If a line holds the word "Unhandled", copy it from the entries.

(Beginning of Records for this task)

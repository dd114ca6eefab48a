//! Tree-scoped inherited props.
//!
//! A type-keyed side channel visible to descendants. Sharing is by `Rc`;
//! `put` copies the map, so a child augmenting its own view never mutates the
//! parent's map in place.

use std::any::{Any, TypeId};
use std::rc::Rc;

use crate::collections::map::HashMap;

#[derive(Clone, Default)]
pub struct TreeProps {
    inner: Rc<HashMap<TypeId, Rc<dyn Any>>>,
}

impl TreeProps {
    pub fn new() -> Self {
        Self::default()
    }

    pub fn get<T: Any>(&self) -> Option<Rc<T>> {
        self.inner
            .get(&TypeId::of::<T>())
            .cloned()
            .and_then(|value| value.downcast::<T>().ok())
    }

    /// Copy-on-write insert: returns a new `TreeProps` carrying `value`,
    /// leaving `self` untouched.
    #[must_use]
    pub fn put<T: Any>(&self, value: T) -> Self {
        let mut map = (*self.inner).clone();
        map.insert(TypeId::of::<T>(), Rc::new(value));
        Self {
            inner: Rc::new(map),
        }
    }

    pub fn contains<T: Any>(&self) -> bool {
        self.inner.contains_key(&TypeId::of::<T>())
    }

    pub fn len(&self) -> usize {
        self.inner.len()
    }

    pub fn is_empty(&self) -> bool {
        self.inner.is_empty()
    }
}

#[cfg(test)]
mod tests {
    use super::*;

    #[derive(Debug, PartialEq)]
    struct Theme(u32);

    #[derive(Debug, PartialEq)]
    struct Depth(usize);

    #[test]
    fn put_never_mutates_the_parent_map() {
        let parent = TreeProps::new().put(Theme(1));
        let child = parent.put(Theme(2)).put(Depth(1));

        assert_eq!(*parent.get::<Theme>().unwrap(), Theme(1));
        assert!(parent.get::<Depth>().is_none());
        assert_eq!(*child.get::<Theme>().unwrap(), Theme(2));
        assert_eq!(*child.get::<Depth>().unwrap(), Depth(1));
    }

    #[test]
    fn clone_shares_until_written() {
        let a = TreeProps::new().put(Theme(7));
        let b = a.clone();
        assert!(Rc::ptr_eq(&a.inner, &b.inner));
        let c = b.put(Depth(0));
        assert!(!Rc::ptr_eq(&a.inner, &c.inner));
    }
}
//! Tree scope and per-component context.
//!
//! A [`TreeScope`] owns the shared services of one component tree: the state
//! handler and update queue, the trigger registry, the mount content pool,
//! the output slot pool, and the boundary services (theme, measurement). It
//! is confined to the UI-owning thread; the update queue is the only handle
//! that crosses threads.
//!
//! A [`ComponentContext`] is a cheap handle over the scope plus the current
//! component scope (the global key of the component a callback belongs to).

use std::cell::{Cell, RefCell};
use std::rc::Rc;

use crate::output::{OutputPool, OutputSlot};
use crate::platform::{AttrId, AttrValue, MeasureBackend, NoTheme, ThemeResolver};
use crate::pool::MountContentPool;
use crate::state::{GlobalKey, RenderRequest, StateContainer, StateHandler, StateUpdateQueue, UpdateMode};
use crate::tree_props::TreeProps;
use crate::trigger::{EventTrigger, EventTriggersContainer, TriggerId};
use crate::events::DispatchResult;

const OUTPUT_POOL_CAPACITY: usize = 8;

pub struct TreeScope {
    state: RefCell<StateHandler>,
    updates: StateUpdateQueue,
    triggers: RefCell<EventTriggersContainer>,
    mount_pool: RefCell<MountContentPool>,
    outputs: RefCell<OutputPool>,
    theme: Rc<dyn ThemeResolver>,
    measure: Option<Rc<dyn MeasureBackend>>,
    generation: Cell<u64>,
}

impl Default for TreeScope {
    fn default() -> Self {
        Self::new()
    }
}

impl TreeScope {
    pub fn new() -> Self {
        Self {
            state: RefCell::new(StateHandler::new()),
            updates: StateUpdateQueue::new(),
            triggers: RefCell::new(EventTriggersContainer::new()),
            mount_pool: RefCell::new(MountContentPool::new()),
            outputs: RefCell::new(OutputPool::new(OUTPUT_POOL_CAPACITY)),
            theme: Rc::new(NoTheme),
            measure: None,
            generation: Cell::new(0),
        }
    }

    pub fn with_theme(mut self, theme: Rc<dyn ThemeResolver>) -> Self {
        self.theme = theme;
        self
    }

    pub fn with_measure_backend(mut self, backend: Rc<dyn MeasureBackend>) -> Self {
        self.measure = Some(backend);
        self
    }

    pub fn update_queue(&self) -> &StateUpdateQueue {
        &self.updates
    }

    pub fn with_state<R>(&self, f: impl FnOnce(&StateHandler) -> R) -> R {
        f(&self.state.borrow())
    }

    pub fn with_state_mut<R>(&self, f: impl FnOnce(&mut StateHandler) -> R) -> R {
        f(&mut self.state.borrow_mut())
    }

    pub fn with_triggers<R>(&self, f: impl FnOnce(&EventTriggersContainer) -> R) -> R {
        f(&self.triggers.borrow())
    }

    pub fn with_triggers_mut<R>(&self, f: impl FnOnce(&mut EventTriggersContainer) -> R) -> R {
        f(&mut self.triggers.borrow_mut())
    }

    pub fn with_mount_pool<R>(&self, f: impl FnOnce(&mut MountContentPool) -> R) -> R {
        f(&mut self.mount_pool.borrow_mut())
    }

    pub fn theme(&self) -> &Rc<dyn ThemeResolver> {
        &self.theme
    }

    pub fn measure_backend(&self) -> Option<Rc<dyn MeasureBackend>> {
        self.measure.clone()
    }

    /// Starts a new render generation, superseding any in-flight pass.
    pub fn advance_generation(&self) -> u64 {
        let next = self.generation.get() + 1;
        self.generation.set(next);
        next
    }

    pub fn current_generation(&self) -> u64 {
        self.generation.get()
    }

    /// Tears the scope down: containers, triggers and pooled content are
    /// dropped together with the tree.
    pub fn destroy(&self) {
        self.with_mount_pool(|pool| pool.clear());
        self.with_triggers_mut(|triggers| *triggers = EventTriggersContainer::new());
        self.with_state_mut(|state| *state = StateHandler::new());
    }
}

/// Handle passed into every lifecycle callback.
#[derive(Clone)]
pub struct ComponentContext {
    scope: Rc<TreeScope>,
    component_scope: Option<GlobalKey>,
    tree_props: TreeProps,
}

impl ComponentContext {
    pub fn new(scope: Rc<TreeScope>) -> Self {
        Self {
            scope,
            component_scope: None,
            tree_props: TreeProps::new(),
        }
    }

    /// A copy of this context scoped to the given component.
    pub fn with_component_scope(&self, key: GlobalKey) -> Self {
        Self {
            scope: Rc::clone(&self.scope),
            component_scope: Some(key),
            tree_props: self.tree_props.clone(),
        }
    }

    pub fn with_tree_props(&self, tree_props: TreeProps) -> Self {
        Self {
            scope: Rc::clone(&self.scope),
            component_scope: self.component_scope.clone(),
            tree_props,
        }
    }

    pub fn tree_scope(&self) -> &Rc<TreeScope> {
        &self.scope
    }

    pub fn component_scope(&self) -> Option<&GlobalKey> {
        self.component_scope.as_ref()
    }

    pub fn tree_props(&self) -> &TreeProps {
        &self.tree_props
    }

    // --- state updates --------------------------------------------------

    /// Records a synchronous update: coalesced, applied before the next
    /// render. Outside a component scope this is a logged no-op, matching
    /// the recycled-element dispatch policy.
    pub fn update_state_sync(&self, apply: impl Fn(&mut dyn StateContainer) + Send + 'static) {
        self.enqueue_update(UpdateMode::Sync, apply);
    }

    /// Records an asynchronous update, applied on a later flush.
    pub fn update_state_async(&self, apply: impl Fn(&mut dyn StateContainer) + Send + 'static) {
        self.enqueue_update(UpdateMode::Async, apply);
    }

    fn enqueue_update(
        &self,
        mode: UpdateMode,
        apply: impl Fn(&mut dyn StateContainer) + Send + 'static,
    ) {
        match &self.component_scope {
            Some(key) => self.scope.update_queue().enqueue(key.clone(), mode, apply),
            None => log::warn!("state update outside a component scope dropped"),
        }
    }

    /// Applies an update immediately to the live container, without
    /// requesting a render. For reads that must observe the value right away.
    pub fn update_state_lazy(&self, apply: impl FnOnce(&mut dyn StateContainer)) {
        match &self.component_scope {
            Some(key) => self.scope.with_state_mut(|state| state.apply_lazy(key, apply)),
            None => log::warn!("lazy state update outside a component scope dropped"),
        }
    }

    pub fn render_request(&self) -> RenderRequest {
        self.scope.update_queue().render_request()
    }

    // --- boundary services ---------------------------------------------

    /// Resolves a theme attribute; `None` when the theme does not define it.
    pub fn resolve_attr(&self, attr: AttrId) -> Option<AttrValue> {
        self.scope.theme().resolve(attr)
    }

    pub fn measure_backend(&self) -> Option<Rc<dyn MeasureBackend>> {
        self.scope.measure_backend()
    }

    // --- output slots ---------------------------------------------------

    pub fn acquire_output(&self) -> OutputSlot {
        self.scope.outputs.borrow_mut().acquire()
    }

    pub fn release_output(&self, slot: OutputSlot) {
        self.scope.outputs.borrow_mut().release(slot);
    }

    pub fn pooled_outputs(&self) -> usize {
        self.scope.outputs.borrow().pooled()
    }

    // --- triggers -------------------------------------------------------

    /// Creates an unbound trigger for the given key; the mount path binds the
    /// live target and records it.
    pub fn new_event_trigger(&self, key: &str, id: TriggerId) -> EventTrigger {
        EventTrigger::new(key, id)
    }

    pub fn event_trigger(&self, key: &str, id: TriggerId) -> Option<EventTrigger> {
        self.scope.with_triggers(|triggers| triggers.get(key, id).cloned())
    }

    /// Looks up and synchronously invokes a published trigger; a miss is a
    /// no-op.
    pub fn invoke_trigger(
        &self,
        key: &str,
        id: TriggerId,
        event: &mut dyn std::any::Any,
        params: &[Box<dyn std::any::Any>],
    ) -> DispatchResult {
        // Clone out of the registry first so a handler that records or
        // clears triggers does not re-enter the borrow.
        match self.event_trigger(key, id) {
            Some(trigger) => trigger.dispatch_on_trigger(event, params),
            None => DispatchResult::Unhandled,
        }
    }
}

(End of Records for this task)
(Beginning of Records for this task)

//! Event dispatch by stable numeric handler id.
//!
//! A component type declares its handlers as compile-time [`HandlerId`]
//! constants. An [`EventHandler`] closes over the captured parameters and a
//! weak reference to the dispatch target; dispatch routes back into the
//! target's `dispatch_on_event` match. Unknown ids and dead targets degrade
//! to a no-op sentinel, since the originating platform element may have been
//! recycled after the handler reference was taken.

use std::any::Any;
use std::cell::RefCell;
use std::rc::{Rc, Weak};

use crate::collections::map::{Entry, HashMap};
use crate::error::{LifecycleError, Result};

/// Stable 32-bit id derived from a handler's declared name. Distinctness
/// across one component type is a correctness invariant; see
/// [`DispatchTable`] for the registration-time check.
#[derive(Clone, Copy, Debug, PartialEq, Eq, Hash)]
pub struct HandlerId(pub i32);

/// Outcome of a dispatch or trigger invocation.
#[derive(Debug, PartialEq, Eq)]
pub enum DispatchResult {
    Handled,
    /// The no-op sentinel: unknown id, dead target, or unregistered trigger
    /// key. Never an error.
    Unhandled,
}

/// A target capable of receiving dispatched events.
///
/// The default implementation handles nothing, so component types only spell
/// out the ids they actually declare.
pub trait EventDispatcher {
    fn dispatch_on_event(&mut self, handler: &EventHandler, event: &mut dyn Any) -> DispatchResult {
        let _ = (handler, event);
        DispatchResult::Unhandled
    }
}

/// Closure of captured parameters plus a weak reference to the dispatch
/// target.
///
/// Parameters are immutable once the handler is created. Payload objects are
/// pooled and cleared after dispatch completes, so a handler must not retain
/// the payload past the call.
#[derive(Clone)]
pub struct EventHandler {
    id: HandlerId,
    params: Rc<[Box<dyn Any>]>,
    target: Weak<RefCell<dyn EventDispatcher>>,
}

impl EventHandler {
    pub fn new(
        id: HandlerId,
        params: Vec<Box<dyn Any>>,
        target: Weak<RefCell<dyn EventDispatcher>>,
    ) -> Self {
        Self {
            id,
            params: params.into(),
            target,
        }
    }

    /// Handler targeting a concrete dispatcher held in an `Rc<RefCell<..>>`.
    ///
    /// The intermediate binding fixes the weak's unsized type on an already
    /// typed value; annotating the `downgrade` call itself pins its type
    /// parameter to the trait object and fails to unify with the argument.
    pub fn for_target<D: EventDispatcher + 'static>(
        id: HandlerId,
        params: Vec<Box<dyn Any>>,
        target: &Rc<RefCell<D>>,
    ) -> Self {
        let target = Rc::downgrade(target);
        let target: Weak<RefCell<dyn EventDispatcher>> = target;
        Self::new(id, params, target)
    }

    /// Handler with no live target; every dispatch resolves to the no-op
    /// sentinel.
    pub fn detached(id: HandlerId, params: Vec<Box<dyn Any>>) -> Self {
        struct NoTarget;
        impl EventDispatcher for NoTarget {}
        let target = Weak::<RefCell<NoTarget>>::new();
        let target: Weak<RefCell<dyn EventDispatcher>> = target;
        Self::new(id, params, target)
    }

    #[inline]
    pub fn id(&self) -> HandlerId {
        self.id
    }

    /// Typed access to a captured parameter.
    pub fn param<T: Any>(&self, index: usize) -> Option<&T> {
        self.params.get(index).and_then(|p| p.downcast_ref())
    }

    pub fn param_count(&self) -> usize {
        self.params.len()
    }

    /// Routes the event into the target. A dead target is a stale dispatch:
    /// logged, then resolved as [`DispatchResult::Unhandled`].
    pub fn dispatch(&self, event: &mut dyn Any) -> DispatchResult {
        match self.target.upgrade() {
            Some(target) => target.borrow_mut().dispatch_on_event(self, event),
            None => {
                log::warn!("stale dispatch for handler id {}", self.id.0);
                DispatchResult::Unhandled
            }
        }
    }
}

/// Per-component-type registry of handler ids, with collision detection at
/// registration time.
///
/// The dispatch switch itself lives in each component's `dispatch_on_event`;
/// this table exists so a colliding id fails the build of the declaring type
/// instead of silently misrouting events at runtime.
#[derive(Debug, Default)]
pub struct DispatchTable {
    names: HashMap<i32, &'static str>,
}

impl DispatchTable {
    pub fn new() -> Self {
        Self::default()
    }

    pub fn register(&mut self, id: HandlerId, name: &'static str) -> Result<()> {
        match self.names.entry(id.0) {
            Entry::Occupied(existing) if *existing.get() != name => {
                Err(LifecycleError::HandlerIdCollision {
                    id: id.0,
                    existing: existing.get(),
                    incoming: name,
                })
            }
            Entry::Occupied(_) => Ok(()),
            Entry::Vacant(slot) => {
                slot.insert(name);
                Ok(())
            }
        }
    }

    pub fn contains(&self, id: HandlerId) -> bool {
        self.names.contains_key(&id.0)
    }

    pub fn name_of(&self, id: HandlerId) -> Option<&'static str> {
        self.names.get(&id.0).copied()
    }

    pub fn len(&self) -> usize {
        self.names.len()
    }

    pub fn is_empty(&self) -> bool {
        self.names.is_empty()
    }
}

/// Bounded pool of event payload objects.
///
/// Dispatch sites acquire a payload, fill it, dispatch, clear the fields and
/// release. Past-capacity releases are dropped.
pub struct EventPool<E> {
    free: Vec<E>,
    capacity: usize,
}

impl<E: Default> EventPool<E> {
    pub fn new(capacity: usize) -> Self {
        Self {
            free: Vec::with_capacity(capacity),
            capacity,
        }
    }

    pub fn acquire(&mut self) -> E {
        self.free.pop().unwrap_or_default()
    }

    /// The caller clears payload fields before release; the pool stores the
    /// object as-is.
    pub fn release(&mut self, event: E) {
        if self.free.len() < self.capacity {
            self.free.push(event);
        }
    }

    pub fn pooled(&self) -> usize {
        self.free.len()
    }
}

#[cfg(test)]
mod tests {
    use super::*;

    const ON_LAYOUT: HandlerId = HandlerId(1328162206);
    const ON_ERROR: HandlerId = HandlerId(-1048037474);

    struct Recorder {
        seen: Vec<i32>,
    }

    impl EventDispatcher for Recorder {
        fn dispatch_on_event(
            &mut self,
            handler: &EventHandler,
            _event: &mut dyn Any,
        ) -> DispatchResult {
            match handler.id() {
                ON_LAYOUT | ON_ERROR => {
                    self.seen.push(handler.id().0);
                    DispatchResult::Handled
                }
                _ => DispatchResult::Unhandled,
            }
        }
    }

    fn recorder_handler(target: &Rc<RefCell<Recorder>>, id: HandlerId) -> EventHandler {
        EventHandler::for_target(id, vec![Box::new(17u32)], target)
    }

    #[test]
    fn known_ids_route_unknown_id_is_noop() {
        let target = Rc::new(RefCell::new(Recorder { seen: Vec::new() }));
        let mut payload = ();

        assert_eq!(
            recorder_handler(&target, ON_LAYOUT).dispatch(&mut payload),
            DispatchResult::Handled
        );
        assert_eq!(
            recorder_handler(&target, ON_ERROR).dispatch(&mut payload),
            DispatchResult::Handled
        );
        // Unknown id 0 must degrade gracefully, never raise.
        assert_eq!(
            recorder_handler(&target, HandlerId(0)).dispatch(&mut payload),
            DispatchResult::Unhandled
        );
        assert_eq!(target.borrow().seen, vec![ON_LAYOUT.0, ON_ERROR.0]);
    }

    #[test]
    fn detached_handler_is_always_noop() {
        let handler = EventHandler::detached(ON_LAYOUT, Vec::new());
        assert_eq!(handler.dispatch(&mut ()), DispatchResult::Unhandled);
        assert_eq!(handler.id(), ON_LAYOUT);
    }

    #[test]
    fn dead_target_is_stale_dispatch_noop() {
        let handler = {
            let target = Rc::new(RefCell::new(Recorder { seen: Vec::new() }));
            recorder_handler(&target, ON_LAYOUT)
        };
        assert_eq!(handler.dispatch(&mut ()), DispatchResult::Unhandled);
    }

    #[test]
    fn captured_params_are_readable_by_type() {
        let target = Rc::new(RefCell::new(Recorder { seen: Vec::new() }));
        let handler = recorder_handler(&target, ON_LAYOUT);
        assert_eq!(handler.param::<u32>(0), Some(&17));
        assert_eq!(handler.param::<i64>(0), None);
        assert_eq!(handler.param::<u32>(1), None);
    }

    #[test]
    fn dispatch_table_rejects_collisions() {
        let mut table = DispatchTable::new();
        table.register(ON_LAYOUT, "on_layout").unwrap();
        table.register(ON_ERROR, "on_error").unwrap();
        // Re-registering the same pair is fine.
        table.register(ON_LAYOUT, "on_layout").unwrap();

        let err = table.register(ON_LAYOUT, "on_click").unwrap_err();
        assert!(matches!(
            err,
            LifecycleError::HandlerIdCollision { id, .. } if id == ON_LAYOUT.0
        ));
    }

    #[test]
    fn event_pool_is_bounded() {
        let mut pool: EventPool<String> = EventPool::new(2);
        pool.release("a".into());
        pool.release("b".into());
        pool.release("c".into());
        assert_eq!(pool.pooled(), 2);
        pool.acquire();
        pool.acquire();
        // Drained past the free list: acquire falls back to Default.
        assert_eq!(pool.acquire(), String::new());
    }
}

(End of Records for this task)
(Beginning of Records for this task)

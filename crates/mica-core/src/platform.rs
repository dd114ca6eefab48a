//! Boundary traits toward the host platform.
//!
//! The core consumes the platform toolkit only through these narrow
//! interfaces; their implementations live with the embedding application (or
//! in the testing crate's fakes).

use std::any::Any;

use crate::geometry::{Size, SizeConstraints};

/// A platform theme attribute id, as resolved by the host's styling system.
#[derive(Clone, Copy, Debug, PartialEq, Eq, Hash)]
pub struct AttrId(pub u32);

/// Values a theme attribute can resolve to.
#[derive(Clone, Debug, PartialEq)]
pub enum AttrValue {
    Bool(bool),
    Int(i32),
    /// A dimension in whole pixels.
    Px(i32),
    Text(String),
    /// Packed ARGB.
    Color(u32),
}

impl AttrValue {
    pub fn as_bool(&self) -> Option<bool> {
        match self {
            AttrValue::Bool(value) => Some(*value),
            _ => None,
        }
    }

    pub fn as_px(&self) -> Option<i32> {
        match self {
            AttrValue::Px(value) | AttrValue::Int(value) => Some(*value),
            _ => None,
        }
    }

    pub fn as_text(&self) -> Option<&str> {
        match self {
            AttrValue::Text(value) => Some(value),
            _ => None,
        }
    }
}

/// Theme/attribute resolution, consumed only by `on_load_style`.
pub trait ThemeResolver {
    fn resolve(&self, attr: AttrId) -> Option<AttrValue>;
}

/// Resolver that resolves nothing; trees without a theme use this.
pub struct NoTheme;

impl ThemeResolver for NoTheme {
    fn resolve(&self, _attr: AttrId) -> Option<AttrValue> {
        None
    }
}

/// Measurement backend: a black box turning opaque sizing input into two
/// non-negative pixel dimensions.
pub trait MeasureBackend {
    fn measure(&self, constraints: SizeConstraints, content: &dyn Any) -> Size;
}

(End of Records for this task)

**Answer space:**
            None => DispatchResult::Unhandled,
    Unhandled,
        DispatchResult::Unhandled
    /// logged, then resolved as [`DispatchResult::Unhandled`].
                DispatchResult::Unhandled
                _ => DispatchResult::Unhandled,
            DispatchResult::Unhandled
        assert_eq!(handler.dispatch(&mut ()), DispatchResult::Unhandled);
        assert_eq!(handler.dispatch(&mut ()), DispatchResult::Unhandled);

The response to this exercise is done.